One of the worst practices I have seen is the Sales Team and the Supply Chain Team discussing the differences between the Sales Forecast and the Supply-chain forecast put together by the Supply Planning team. Consensus on the wrong forecast between the wrong parties...
S&OP is about conflict resolution - go to the meeting every month to understand where the conflict is; where you have a demand-supply imbalance. Highlight demand-supply imbalances that need to be analyzed, discussed, and resolved with potential solutions either demand-driven or supply-driven.
Conflicts may arise with in the demand side or when demand is evaluated by the supply planners.

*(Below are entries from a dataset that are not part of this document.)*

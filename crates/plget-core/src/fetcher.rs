//! Boundary to the external media fetcher.
//!
//! The orchestrator owns retries, circuit breaking and persistence; a
//! [`MediaFetcher`] only extracts playlist entries and transfers bytes. Both calls
//! are blocking and report failures as free text, which the retry layer classifies.

use serde::{Deserialize, Serialize};
use std::path::PathBuf;

/// One entry of an extracted playlist.
#[derive(Debug, Clone, PartialEq, Eq, Serialize, Deserialize)]
pub struct PlaylistEntry {
    /// Stable item identifier within the playlist (e.g. a video id).
    pub item_id: String,
    pub source_url: String,
    pub title: String,
}

#[derive(Debug, Clone, Default, PartialEq, Eq, Serialize, Deserialize)]
pub struct PlaylistInfo {
    pub title: String,
    pub description: Option<String>,
    pub entries: Vec<PlaylistEntry>,
}

/// Everything the fetcher needs to download one item.
#[derive(Debug, Clone)]
pub struct FetchRequest {
    /// Echoed back through the progress callback.
    pub job_id: String,
    pub source_url: String,
    pub destination: PathBuf,
    /// Maximum video height, e.g. "1080".
    pub quality: String,
    pub format: String,
}

/// Progress report from an in-flight fetch.
#[derive(Debug, Clone, Copy, Default, PartialEq)]
pub struct FetchProgress {
    pub downloaded_bytes: u64,
    pub total_bytes: Option<u64>,
    /// Bytes per second, if the fetcher knows it.
    pub speed: Option<f64>,
    pub eta_secs: Option<u64>,
}

/// External collaborator performing metadata extraction and byte transfer.
///
/// Implementations block; the orchestrator calls them from `spawn_blocking`.
pub trait MediaFetcher: Send + Sync {
    /// List the entries of a playlist.
    fn extract_playlist(&self, url: &str) -> anyhow::Result<PlaylistInfo>;

    /// Download one item to `request.destination`. `on_progress` receives the
    /// request's `job_id` with every report.
    fn fetch(
        &self,
        request: &FetchRequest,
        on_progress: &mut dyn FnMut(&str, FetchProgress),
    ) -> anyhow::Result<()>;
}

1. Demand Forecast not meeting the Latest Estimate or Budget
2. Demand Forecast too high compared to the Revised Budget
3. Demand Forecast for supply chain is significantly different from the Financial Forecast - Say the dollarized forecast is 10% above the Sales Forecast
4. Sales Input given to Demand Planning results in a lofty Demand Forecast that Supply planning could not meet.
1. Demand Forecast inflates the Supply requirement however the financial commitment to Management is much lower. The issue of sales sandbagging the financial forecast but inflating the Unit forecast at the SKU level to ensure adequate supply of all products. This will have an undesired consenquence of supply signals being blurred. If capacity is limited, supply chain may have to ration the capacity to specific prdoucts or all products. Lack of Demand clarity will result in stock outs.
2. Demand Plan provides better clarity and visibility to demand in the short-run but very poor visibility to the period outside the three month window. Supply Planning has to make its own forecast for the mid-term and long-term to procure raw materisl that have a longer lead time.
3. Sales Function changes the forecast considerably within the short-term frozen window. Supply Planning has to re-adjust their plans and spend considerable amount of time and energy on tactical planning - in essence fire fighting to meet the demand. This is the issue of Demand Side not having a longer term forecast horizon.